PROMPT
Write out all of the data without omission, exactly as shown.

DATA FOR THIS EXERCISE
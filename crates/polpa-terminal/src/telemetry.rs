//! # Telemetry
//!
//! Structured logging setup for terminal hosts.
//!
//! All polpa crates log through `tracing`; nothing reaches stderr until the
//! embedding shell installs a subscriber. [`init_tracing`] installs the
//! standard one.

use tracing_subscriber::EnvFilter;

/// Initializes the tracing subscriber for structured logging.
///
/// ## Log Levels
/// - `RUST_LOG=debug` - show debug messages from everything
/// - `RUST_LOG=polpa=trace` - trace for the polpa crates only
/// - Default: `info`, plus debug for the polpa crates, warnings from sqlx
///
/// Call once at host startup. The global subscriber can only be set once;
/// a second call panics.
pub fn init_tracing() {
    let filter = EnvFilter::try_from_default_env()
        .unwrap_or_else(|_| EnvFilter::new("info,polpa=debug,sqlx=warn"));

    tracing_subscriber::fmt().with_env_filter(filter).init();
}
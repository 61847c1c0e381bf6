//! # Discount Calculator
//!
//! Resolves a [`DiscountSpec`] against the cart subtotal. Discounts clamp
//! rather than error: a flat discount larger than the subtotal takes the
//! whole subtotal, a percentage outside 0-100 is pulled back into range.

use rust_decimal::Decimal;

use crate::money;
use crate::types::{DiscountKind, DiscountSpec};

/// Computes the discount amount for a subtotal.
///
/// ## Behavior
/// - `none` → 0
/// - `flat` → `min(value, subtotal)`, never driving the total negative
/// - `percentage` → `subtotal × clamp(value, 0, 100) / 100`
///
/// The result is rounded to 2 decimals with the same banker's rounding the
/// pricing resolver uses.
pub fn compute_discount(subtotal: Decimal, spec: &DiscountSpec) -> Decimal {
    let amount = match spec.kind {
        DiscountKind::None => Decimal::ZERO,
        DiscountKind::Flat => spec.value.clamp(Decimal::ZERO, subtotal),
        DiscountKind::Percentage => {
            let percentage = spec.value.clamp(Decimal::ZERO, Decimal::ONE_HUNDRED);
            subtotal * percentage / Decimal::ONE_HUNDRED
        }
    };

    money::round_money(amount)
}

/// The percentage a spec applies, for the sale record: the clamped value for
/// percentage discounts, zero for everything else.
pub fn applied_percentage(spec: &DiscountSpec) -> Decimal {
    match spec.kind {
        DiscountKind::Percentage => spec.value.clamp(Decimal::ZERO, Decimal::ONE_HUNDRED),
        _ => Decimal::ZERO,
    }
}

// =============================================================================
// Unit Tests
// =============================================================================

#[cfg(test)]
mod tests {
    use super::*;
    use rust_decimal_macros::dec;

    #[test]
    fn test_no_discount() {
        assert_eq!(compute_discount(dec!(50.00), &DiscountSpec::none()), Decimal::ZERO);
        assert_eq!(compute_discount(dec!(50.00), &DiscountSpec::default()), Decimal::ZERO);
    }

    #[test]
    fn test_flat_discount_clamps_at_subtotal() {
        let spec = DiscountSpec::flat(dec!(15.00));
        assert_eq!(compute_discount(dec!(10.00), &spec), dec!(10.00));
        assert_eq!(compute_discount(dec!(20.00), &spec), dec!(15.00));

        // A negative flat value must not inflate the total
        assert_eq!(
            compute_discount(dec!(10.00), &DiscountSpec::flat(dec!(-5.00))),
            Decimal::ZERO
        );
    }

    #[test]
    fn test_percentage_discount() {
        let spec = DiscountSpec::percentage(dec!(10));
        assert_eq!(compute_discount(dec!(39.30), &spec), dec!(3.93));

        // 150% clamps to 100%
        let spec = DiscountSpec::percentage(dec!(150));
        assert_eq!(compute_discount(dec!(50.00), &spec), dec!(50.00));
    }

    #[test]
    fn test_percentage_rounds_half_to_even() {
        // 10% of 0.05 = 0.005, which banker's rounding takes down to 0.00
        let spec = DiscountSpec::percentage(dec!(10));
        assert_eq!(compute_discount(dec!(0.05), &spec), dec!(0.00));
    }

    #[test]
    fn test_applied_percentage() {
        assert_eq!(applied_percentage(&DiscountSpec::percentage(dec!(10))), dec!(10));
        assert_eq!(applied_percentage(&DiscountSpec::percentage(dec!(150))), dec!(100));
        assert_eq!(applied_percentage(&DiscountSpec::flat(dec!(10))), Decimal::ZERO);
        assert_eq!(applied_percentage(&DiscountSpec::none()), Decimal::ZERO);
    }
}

EXERCISE RESULT
filename crates/polpa-terminal/src/telemetry.rs
//! # Telemetry
//!
//! Structured logging setup for terminal hosts.
//!
//! All polpa crates log through `tracing`; nothing reaches stderr until the
//! embedding shell installs a subscriber. [`init_tracing`] installs the
//! standard one.

use tracing_subscriber::EnvFilter;

/// Initializes the tracing subscriber for structured logging.
///
/// ## Log Levels
/// - `RUST_LOG=debug` - show debug messages from everything
/// - `RUST_LOG=polpa=trace` - trace for the polpa crates only
/// - Default: `info`, plus debug for the polpa crates, warnings from sqlx
///
/// Call once at host startup. The global subscriber can only be set once;
/// a second call panics.
pub fn init_tracing() {
    let filter = EnvFilter::try_from_default_env()
        .unwrap_or_else(|_| EnvFilter::new("info,polpa=debug,sqlx=warn"));

    tracing_subscriber::fmt().with_env_filter(filter).init();
}
repository 61847c1c0e381bf6
//! # Discount Calculator
//!
//! Resolves a [`DiscountSpec`] against the cart subtotal. Discounts clamp
//! rather than error: a flat discount larger than the subtotal takes the
//! whole subtotal, a percentage outside 0-100 is pulled back into range.

use rust_decimal::Decimal;

use crate::money;
use crate::types::{DiscountKind, DiscountSpec};

/// Computes the discount amount for a subtotal.
///
/// ## Behavior
/// - `none` → 0
/// - `flat` → `min(value, subtotal)`, never driving the total negative
/// - `percentage` → `subtotal × clamp(value, 0, 100) / 100`
///
/// The result is rounded to 2 decimals with the same banker's rounding the
/// pricing resolver uses.
pub fn compute_discount(subtotal: Decimal, spec: &DiscountSpec) -> Decimal {
    let amount = match spec.kind {
        DiscountKind::None => Decimal::ZERO,
        DiscountKind::Flat => spec.value.clamp(Decimal::ZERO, subtotal),
        DiscountKind::Percentage => {
            let percentage = spec.value.clamp(Decimal::ZERO, Decimal::ONE_HUNDRED);
            subtotal * percentage / Decimal::ONE_HUNDRED
        }
    };

    money::round_money(amount)
}

/// The percentage a spec applies, for the sale record: the clamped value for
/// percentage discounts, zero for everything else.
pub fn applied_percentage(spec: &DiscountSpec) -> Decimal {
    match spec.kind {
        DiscountKind::Percentage => spec.value.clamp(Decimal::ZERO, Decimal::ONE_HUNDRED),
        _ => Decimal::ZERO,
    }
}

// =============================================================================
// Unit Tests
// =============================================================================

#[cfg(test)]
mod tests {
    use super::*;
    use rust_decimal_macros::dec;

    #[test]
    fn test_no_discount() {
        assert_eq!(compute_discount(dec!(50.00), &DiscountSpec::none()), Decimal::ZERO);
        assert_eq!(compute_discount(dec!(50.00), &DiscountSpec::default()), Decimal::ZERO);
    }

    #[test]
    fn test_flat_discount_clamps_at_subtotal() {
        let spec = DiscountSpec::flat(dec!(15.00));
        assert_eq!(compute_discount(dec!(10.00), &spec), dec!(10.00));
        assert_eq!(compute_discount(dec!(20.00), &spec), dec!(15.00));

        // A negative flat value must not inflate the total
        assert_eq!(
            compute_discount(dec!(10.00), &DiscountSpec::flat(dec!(-5.00))),
            Decimal::ZERO
        );
    }

    #[test]
    fn test_percentage_discount() {
        let spec = DiscountSpec::percentage(dec!(10));
        assert_eq!(compute_discount(dec!(39.30), &spec), dec!(3.93));

        // 150% clamps to 100%
        let spec = DiscountSpec::percentage(dec!(150));
        assert_eq!(compute_discount(dec!(50.00), &spec), dec!(50.00));
    }

    #[test]
    fn test_percentage_rounds_half_to_even() {
        // 10% of 0.05 = 0.005, which banker's rounding takes down to 0.00
        let spec = DiscountSpec::percentage(dec!(10));
        assert_eq!(compute_discount(dec!(0.05), &spec), dec!(0.00));
    }

    #[test]
    fn test_applied_percentage() {
        assert_eq!(applied_percentage(&DiscountSpec::percentage(dec!(10))), dec!(10));
        assert_eq!(applied_percentage(&DiscountSpec::percentage(dec!(150))), dec!(100));
        assert_eq!(applied_percentage(&DiscountSpec::flat(dec!(10))), Decimal::ZERO);
        assert_eq!(applied_percentage(&DiscountSpec::none()), Decimal::ZERO);
    }
}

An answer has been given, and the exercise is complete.